7. The method of claim 4 or 5 wherein the at least one glucosyltransferase comprises an amino acid sequence having at least 90% sequence identity to SEQ ID NO: 153.

8. The method of claim 4 or 5 wherein the at least one .alpha.-glucanohydrolase is a mutanase and the at least one glucosyltransferase and at least one mutanase comprise amino acid sequences having at least 90% identity to sequences selected from the following combinations of sequences, and truncations thereof:
a. glucosyltransferase GTF7527 (SEQ ID NOs: 3, 5 or a combination thereof) and mutanase MUT3325 (SEQ ID NO: 27);
b. glucosyltransferase GTF7527 (SEQ ID NOs: 3, 5 or a combination thereof) and mutanase MUT3264 (SEQ ID NOs:
21, 22, 24 or any combination thereof);
c. glucosyltransferase GTF0459 (SEQ ID NOs: 17, 19 or a combination thereof) or homologs thereof (SEQ ID NOs: 88, 90, 92, 94, 96, 98, 100, 102, 104, 106, 108, 110, 112 or a combination thereof) and mutanase MUT3325 (SEQ ID NO: 27);
and d. glucosyltransferase GTF0459 (SEQ ID NOs: 17, 19 or a combination thereof) or homologs thereof (SEQ ID NOs: 88, 90, 92, 94, 96, 98, 100, 102, 104, 106, 108, 110, 112 or a combination thereof) and mutanase MUT3264 (SEQ ID NOs:
21, 22, 24 or any combination thereof).

9. A method to produce the soluble a-glucan fiber composition of claim 1 comprising:
a. providing a set of reaction components comprising:
i. sucrose;
ii. at least one glucosyltransferase capable of catalyzing the synthesis of glucan polymers having one or more .alpha.-(1,3) glycosidic linkages; and iii. optionally one or more acceptors;
b. combining the set of reaction components under suitable aqueous reaction conditions to form a single reaction mixture, wherein the reaction conditions comprise a reaction temperature greater than 45 °C and less than 55 °C, whereby a product mixture comprising glucose oligomers is formed;
c. isolating the soluble .alpha.-glucan fiber composition of claim 1 from the product mixture comprising glucose oligomers; and d. optionally concentrating the soluble .alpha.-glucan fiber composition.
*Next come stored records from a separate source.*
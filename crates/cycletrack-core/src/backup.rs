//! CSV backup codec.
//!
//! Exports the daily-record table and its breakdowns as two comma-separated
//! tables linked by a synthetic integer key, and restores them with
//! best-effort re-linking when the foreign-key column is renamed or missing.
//! Restore is a full replace, staged in memory and validated before any
//! store mutation.

use std::collections::HashMap;
use std::path::{Path, PathBuf};

use chrono::{DateTime, Utc};
use thiserror::Error;
use tracing::{debug, info};

use crate::clock::Clock;
use crate::records::{CycleBreakdown, DailyRecord, RecordStore, StoreError};

/// Seconds between the Unix epoch and the interchange format's reference
/// epoch (2001-01-01T00:00:00Z).
const REFERENCE_EPOCH_UNIX: i64 = 978_307_200;

const DAILY_TABLE: &str = "ZDAILYCYCLE.csv";
const BREAKDOWN_TABLE: &str = "ZCYCLEBREAKDOWN.csv";

const DAILY_HEADER: &str =
    "Z_PK,Z_ENT,Z_OPT,ZCYCLES,ZDATE,ZRAWCYCLES,ZTIMEONBATTERY,ZTIMEPLUGGEDIN,ZTOTALMAHUSED";
const BREAKDOWN_HEADER: &str =
    "Z_PK,Z_ENT,Z_OPT,ZINDEX,ZISPARTIAL,Z2CYCLEBREAKDOWNS,ZCOMPLETIONPERCENT,ZMAHUSED,ZID";

/// Foreign-key column names accepted when linking breakdowns to daily rows.
const FK_COLUMN_CANDIDATES: [&str; 6] = [
    "Z2CYCLEBREAKDOWNS",
    "ZDAILYCYCLE",
    "Z1DAILYCYCLE",
    "ZDAILYCYCLEID",
    "ZDAILYCYCLES",
    "Z2DAILYCYCLES",
];

#[derive(Debug, Error)]
pub enum BackupError {
    #[error("backup file is empty: {0}")]
    EmptyFile(String),
    #[error("no file matching ZDAILYCYCLE.csv was selected")]
    MissingDailyTable,
    #[error("{file} is missing required column(s): {}", .columns.join(", "))]
    MissingColumns { file: String, columns: Vec<String> },
    #[error("failed to read {path}: {source}")]
    Read {
        path: PathBuf,
        source: std::io::Error,
    },
    #[error("failed to write {path}: {source}")]
    Write {
        path: PathBuf,
        source: std::io::Error,
    },
    #[error(transparent)]
    Store(#[from] StoreError),
}

/// Row counts from a completed restore.
#[derive(Debug, Clone, Copy, Default, PartialEq, Eq)]
pub struct ImportReport {
    pub inserted_daily: usize,
    pub skipped_daily: usize,
    pub inserted_breakdowns: usize,
    pub skipped_breakdowns: usize,
}

/// Write both tables into `dir` and return their paths.
pub fn export_backup(
    records: &[DailyRecord],
    dir: &Path,
    clock: &dyn Clock,
) -> Result<(PathBuf, PathBuf), BackupError> {
    let mut ordered: Vec<&DailyRecord> = records.iter().collect();
    ordered.sort_by_key(|r| r.day);

    let mut daily = String::from(DAILY_HEADER);
    daily.push('\n');
    let mut breakdowns = String::from(BREAKDOWN_HEADER);
    breakdowns.push('\n');

    let mut breakdown_pk = 0i64;
    for (i, record) in ordered.iter().enumerate() {
        let daily_pk = i as i64 + 1;
        let date_seconds = clock.start_of_day(record.day).timestamp() - REFERENCE_EPOCH_UNIX;
        daily.push_str(&format!(
            "{},2,1,{},{},{:.12},{:.6},{:.6},{:.6}\n",
            daily_pk,
            record.cycles,
            date_seconds,
            record.raw_cycles,
            record.time_on_battery,
            record.time_plugged_in,
            record.total_mah_used,
        ));
        for segment in &record.breakdowns {
            breakdown_pk += 1;
            breakdowns.push_str(&format!(
                "{},16002,1,{},{},{},{:.6},{:.6},\n",
                breakdown_pk,
                segment.index,
                segment.is_partial as i64,
                daily_pk,
                segment.completion_percent,
                segment.mah_used,
            ));
        }
    }

    let daily_path = dir.join(DAILY_TABLE);
    let breakdown_path = dir.join(BREAKDOWN_TABLE);
    write_file(&daily_path, &daily)?;
    write_file(&breakdown_path, &breakdowns)?;
    info!(
        records = ordered.len(),
        breakdowns = breakdown_pk,
        "exported backup to {}",
        dir.display()
    );
    Ok((daily_path, breakdown_path))
}

/// Restore from a user-selected set of files, replacing all existing records.
///
/// Files are matched by case-insensitive substring of their file name; the
/// daily table is mandatory, the breakdown table optional. Everything is
/// staged and validated before the store is touched.
pub fn restore_backup(
    paths: &[PathBuf],
    records: &mut dyn RecordStore,
    clock: &dyn Clock,
) -> Result<ImportReport, BackupError> {
    let daily_path = find_table(paths, "zdailycycle").ok_or(BackupError::MissingDailyTable)?;
    let breakdown_path = find_table(paths, "zcyclebreakdown");

    let mut report = ImportReport::default();
    let (mut staged, pk_index) = parse_daily_table(daily_path, clock, &mut report)?;
    if let Some(path) = breakdown_path {
        parse_breakdown_table(path, &mut staged, &pk_index, &mut report)?;
    }

    // Validation passed for both tables; only now touch the store.
    records.delete_all()?;
    for record in staged {
        records.put(record)?;
    }
    info!(
        inserted_daily = report.inserted_daily,
        inserted_breakdowns = report.inserted_breakdowns,
        skipped_daily = report.skipped_daily,
        skipped_breakdowns = report.skipped_breakdowns,
        "restored backup"
    );
    Ok(report)
}

fn find_table<'a>(paths: &'a [PathBuf], needle: &str) -> Option<&'a Path> {
    paths.iter().map(PathBuf::as_path).find(|p| {
        p.file_name()
            .and_then(|n| n.to_str())
            .map(|n| n.to_ascii_lowercase().contains(needle))
            .unwrap_or(false)
    })
}

fn write_file(path: &Path, content: &str) -> Result<(), BackupError> {
    std::fs::write(path, content).map_err(|source| BackupError::Write {
        path: path.to_path_buf(),
        source,
    })
}

struct Table {
    columns: HashMap<String, usize>,
    rows: Vec<Vec<String>>,
}

impl Table {
    fn column(&self, name: &str) -> Option<usize> {
        self.columns.get(name).copied()
    }

    fn field<'a>(&self, row: &'a [String], name: &str) -> Option<&'a str> {
        self.column(name).and_then(|i| row.get(i)).map(String::as_str)
    }
}

fn read_table(path: &Path, table_name: &str) -> Result<Table, BackupError> {
    let content = std::fs::read_to_string(path).map_err(|source| BackupError::Read {
        path: path.to_path_buf(),
        source,
    })?;
    let mut lines = content.lines().filter(|l| !l.trim().is_empty());
    let header = lines
        .next()
        .ok_or_else(|| BackupError::EmptyFile(table_name.to_string()))?;

    let columns = header
        .split(',')
        .enumerate()
        .map(|(i, name)| (name.trim().to_ascii_uppercase(), i))
        .collect();
    let rows = lines
        .map(|line| line.split(',').map(|f| f.trim().to_string()).collect())
        .collect();
    Ok(Table { columns, rows })
}

fn require_columns(table: &Table, file: &str, required: &[&str]) -> Result<(), BackupError> {
    let missing: Vec<String> = required
        .iter()
        .filter(|name| table.column(name).is_none())
        .map(|name| name.to_string())
        .collect();
    if missing.is_empty() {
        Ok(())
    } else {
        Err(BackupError::MissingColumns {
            file: file.to_string(),
            columns: missing,
        })
    }
}

/// Parse the daily table into records plus a synthetic-key -> index map.
fn parse_daily_table(
    path: &Path,
    clock: &dyn Clock,
    report: &mut ImportReport,
) -> Result<(Vec<DailyRecord>, HashMap<i64, usize>), BackupError> {
    let table = read_table(path, DAILY_TABLE)?;
    require_columns(&table, DAILY_TABLE, &["Z_PK", "ZDATE"])?;

    let mut staged: Vec<DailyRecord> = Vec::new();
    let mut pk_day: HashMap<i64, chrono::NaiveDate> = HashMap::new();
    for row in &table.rows {
        let pk = table.field(row, "Z_PK").and_then(parse_i64);
        let date_seconds = table.field(row, "ZDATE").and_then(parse_f64);
        let (Some(pk), Some(date_seconds)) = (pk, date_seconds) else {
            report.skipped_daily += 1;
            debug!("skipping daily row without a parseable key/date");
            continue;
        };
        let Some(instant) =
            DateTime::<Utc>::from_timestamp(REFERENCE_EPOCH_UNIX + date_seconds as i64, 0)
        else {
            report.skipped_daily += 1;
            continue;
        };

        let mut record = DailyRecord::new(clock.day_of(instant));
        record.cycles = table.field(row, "ZCYCLES").and_then(parse_i64).unwrap_or(0);
        record.raw_cycles = table
            .field(row, "ZRAWCYCLES")
            .and_then(parse_f64)
            .unwrap_or(0.0);
        record.time_on_battery = table
            .field(row, "ZTIMEONBATTERY")
            .and_then(parse_f64)
            .unwrap_or(0.0);
        record.time_plugged_in = table
            .field(row, "ZTIMEPLUGGEDIN")
            .and_then(parse_f64)
            .unwrap_or(0.0);
        record.total_mah_used = table
            .field(row, "ZTOTALMAHUSED")
            .and_then(parse_f64)
            .unwrap_or(0.0);

        pk_day.insert(pk, record.day);
        staged.push(record);
        report.inserted_daily += 1;
    }

    staged.sort_by_key(|r| r.day);
    // Keys must point into the final date order, not row order.
    let day_to_index: HashMap<_, _> = staged
        .iter()
        .enumerate()
        .map(|(i, r)| (r.day, i))
        .collect();
    let pk_index = pk_day
        .into_iter()
        .filter_map(|(pk, day)| day_to_index.get(&day).map(|i| (pk, *i)))
        .collect();
    Ok((staged, pk_index))
}

fn parse_breakdown_table(
    path: &Path,
    staged: &mut [DailyRecord],
    pk_index: &HashMap<i64, usize>,
    report: &mut ImportReport,
) -> Result<(), BackupError> {
    let table = read_table(path, BREAKDOWN_TABLE)?;
    require_columns(&table, BREAKDOWN_TABLE, &["ZMAHUSED", "ZCOMPLETIONPERCENT"])?;

    let fk_column = FK_COLUMN_CANDIDATES
        .iter()
        .find(|name| table.column(name).is_some())
        .copied();

    let mut unlinked: Vec<CycleBreakdown> = Vec::new();
    for row in &table.rows {
        let mah_used = table.field(row, "ZMAHUSED").and_then(parse_f64);
        let completion = table.field(row, "ZCOMPLETIONPERCENT").and_then(parse_f64);
        let (Some(mah_used), Some(completion_percent)) = (mah_used, completion) else {
            report.skipped_breakdowns += 1;
            continue;
        };
        let segment = CycleBreakdown {
            index: table.field(row, "ZINDEX").and_then(parse_i64).unwrap_or(0),
            mah_used,
            is_partial: table
                .field(row, "ZISPARTIAL")
                .and_then(parse_i64)
                .unwrap_or(0)
                != 0,
            completion_percent,
        };

        let owner = fk_column
            .and_then(|name| table.field(row, name))
            .and_then(parse_i64)
            .and_then(|pk| pk_index.get(&pk).copied());
        match owner {
            Some(index) => {
                attach(&mut staged[index], segment);
                report.inserted_breakdowns += 1;
            }
            None => unlinked.push(segment),
        }
    }

    // Unlinked rows only count as inserted once a record actually took them.
    let pooled = unlinked.len();
    let placed = allocate_unlinked(staged, unlinked);
    report.inserted_breakdowns += placed;
    report.skipped_breakdowns += pooled - placed;
    Ok(())
}

fn attach(record: &mut DailyRecord, mut segment: CycleBreakdown) {
    if segment.index <= 0 {
        segment.index = record.next_breakdown_index();
    }
    record.breakdowns.push(segment);
}

/// Distribute breakdowns whose foreign key did not resolve, returning how
/// many rows found a home.
///
/// Records with positive cycle counts absorb rows proportionally to those
/// counts in date order; otherwise rows are split as evenly as possible.
/// Leftovers go to the latest-dated record. With no records at all, nothing
/// can be placed and the rows stay unallocated.
fn allocate_unlinked(staged: &mut [DailyRecord], unlinked: Vec<CycleBreakdown>) -> usize {
    if unlinked.is_empty() || staged.is_empty() {
        return 0;
    }
    let total = unlinked.len();
    let mut remaining = unlinked.into_iter();
    let total_cycles: i64 = staged.iter().map(|r| r.cycles.max(0)).sum();

    if total_cycles > 0 {
        for record in staged.iter_mut() {
            for _ in 0..record.cycles.max(0) {
                match remaining.next() {
                    Some(segment) => attach(record, segment),
                    None => return total,
                }
            }
        }
    } else {
        let rows = remaining.len();
        let per = rows / staged.len();
        let extra = rows % staged.len();
        for (i, record) in staged.iter_mut().enumerate() {
            let take = per + usize::from(i < extra);
            for _ in 0..take {
                match remaining.next() {
                    Some(segment) => attach(record, segment),
                    None => return total,
                }
            }
        }
    }

    // Anything a proportional pass could not place lands on the latest day.
    if let Some(last) = staged.last_mut() {
        for segment in remaining {
            attach(last, segment);
        }
    }
    total
}

fn parse_i64(field: &str) -> Option<i64> {
    let field = field.trim();
    if field.is_empty() {
        return None;
    }
    field
        .parse::<i64>()
        .ok()
        .or_else(|| field.parse::<f64>().ok().map(|f| f as i64))
}

fn parse_f64(field: &str) -> Option<f64> {
    let field = field.trim();
    if field.is_empty() {
        return None;
    }
    field.parse::<f64>().ok()
}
10.A method to make a blended carbohydrate composition comprising combining the soluble .alpha.-glucan fiber composition of claim 1 with: a monosaccharide, a disaccharide, glucose, sucrose, fructose, leucrose, corn syrup, high fructose corn syrup, isomerized sugar, maltose, trehalose, panose, raffinose, cellobiose, isomaltose, honey, maple sugar, a fruit-derived sweetener, sorbitol, maltitol, isomaltitol, lactose, nigerose, kojibiose, xylitol, erythritol, dihydrochalcone, stevioside, .alpha.-glycosyl stevioside, acesulfame potassium, alitame, neotame, glycyrrhizin, thaumantin, sucralose, L-aspartyl-L-phenylalanine methyl ester, saccharine, maltodextrin, starch, potato starch, tapioca starch, dextran, soluble corn fiber, a resistant maltodextrin, a branched maltodextrin, inulin, polydextrose, a fructooligosaccharide, a galactooligosaccharide, a xylooligosaccharide, an arabinoxylooligosaccharide, a nigerooligosaccharide, a gentiooligosaccharide, hemicellulose, fructose oligomer syrup, an isomaltooligosaccharide, a filler, an excipient, a binder, or any combination thereof.
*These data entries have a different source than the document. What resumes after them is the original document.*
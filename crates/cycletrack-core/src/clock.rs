//! Timezone-aware clock abstraction.
//!
//! All day-boundary logic in the engine goes through [`Clock`] so that
//! midnight rollovers and DST transitions are testable with a fixed offset
//! instead of the machine's local timezone.

use chrono::{DateTime, FixedOffset, Local, NaiveDate, NaiveTime, TimeZone, Utc};

/// Source of "now" and of local calendar-day arithmetic.
pub trait Clock {
    /// Current instant.
    fn now(&self) -> DateTime<Utc>;

    /// Local calendar day an instant falls on.
    fn day_of(&self, instant: DateTime<Utc>) -> NaiveDate;

    /// Instant of local midnight at the start of a day.
    fn start_of_day(&self, day: NaiveDate) -> DateTime<Utc>;

    /// Today's local calendar day.
    fn today(&self) -> NaiveDate {
        self.day_of(self.now())
    }
}

/// Real clock on the system local timezone.
#[derive(Debug, Clone, Copy, Default)]
pub struct SystemClock;

impl Clock for SystemClock {
    fn now(&self) -> DateTime<Utc> {
        Utc::now()
    }

    fn day_of(&self, instant: DateTime<Utc>) -> NaiveDate {
        instant.with_timezone(&Local).date_naive()
    }

    fn start_of_day(&self, day: NaiveDate) -> DateTime<Utc> {
        let midnight = day.and_time(NaiveTime::MIN);
        match Local.from_local_datetime(&midnight).earliest() {
            Some(instant) => instant.with_timezone(&Utc),
            // Local midnight skipped by a DST transition.
            None => Utc.from_utc_datetime(&midnight),
        }
    }
}

/// Deterministic clock with a settable "now" and a fixed UTC offset.
#[derive(Debug, Clone)]
pub struct FixedClock {
    now: DateTime<Utc>,
    offset: FixedOffset,
}

impl FixedClock {
    pub fn new(now: DateTime<Utc>, offset: FixedOffset) -> Self {
        Self { now, offset }
    }

    /// Clock pinned to UTC.
    pub fn utc(now: DateTime<Utc>) -> Self {
        Self::new(now, FixedOffset::east_opt(0).unwrap())
    }

    pub fn set_now(&mut self, now: DateTime<Utc>) {
        self.now = now;
    }

    pub fn advance(&mut self, delta: chrono::Duration) {
        self.now += delta;
    }
}

impl Clock for FixedClock {
    fn now(&self) -> DateTime<Utc> {
        self.now
    }

    fn day_of(&self, instant: DateTime<Utc>) -> NaiveDate {
        instant.with_timezone(&self.offset).date_naive()
    }

    fn start_of_day(&self, day: NaiveDate) -> DateTime<Utc> {
        let midnight = day.and_time(NaiveTime::MIN);
        match self.offset.from_local_datetime(&midnight).single() {
            Some(instant) => instant.with_timezone(&Utc),
            None => Utc.from_utc_datetime(&midnight),
        }
    }
}

#[cfg(test)]
mod tests {
    use super::*;
    use chrono::Duration;

    fn utc(s: &str) -> DateTime<Utc> {
        s.parse().unwrap()
    }

    #[test]
    fn test_fixed_clock_day_follows_offset() {
        // 23:30 UTC is already the next day at UTC+2.
        let clock = FixedClock::new(
            utc("2026-03-01T23:30:00Z"),
            FixedOffset::east_opt(2 * 3600).unwrap(),
        );
        assert_eq!(clock.today(), NaiveDate::from_ymd_opt(2026, 3, 2).unwrap());

        let utc_clock = FixedClock::utc(utc("2026-03-01T23:30:00Z"));
        assert_eq!(
            utc_clock.today(),
            NaiveDate::from_ymd_opt(2026, 3, 1).unwrap()
        );
    }

    #[test]
    fn test_start_of_day_round_trips() {
        let clock = FixedClock::new(
            utc("2026-03-01T12:00:00Z"),
            FixedOffset::west_opt(5 * 3600).unwrap(),
        );
        let day = NaiveDate::from_ymd_opt(2026, 3, 1).unwrap();
        let midnight = clock.start_of_day(day);
        assert_eq!(clock.day_of(midnight), day);
        // One second before local midnight belongs to the previous day.
        assert_eq!(
            clock.day_of(midnight - Duration::seconds(1)),
            NaiveDate::from_ymd_opt(2026, 2, 28).unwrap()
        );
    }

    #[test]
    fn test_advance_crosses_midnight() {
        let mut clock = FixedClock::utc(utc("2026-03-01T23:59:00Z"));
        let before = clock.today();
        clock.advance(Duration::minutes(2));
        assert_eq!(before.succ_opt().unwrap(), clock.today());
    }
}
11.A method to reduce the glycemic index of a food or beverage comprising incorporating into the food or beverage the soluble .alpha.-glucan fiber composition of claim 1.

12.A method of inhibiting the elevation of blood-sugar level, lowering the lipid levels, treating constipation, or altering fatty acid production in a mammal comprising a step of administering the soluble .alpha.-glucan fiber composition of claim 1 to the mammal.

13.A cosmetic composition, a pharmaceutical composition, or a low cariogenicity composition comprising the soluble .alpha.-glucan fiber composition of claim 1.

14.Use of the soluble .alpha.-glucan fiber composition of claim 1 in a food composition suitable for consumption by animals, including humans.

15.A composition comprising 0.01 to 99 wt % (dry solids basis) of the soluble .alpha.-glucan fiber composition of claim 1 and: a synbiotic, a peptide, a peptide hydrolysate, a protein, a protein hydrolysate, a soy protein, a dairy protein, an amino acid, a polyol, a polyphenol, a vitamin, a mineral, an herbal, an herbal extract, a fatty acid, a polyunsaturated fatty acid (PUFAs), a phytosteroid, betaine, carotenoid, a digestive enzyme, a probiotic organism or any combination thereof.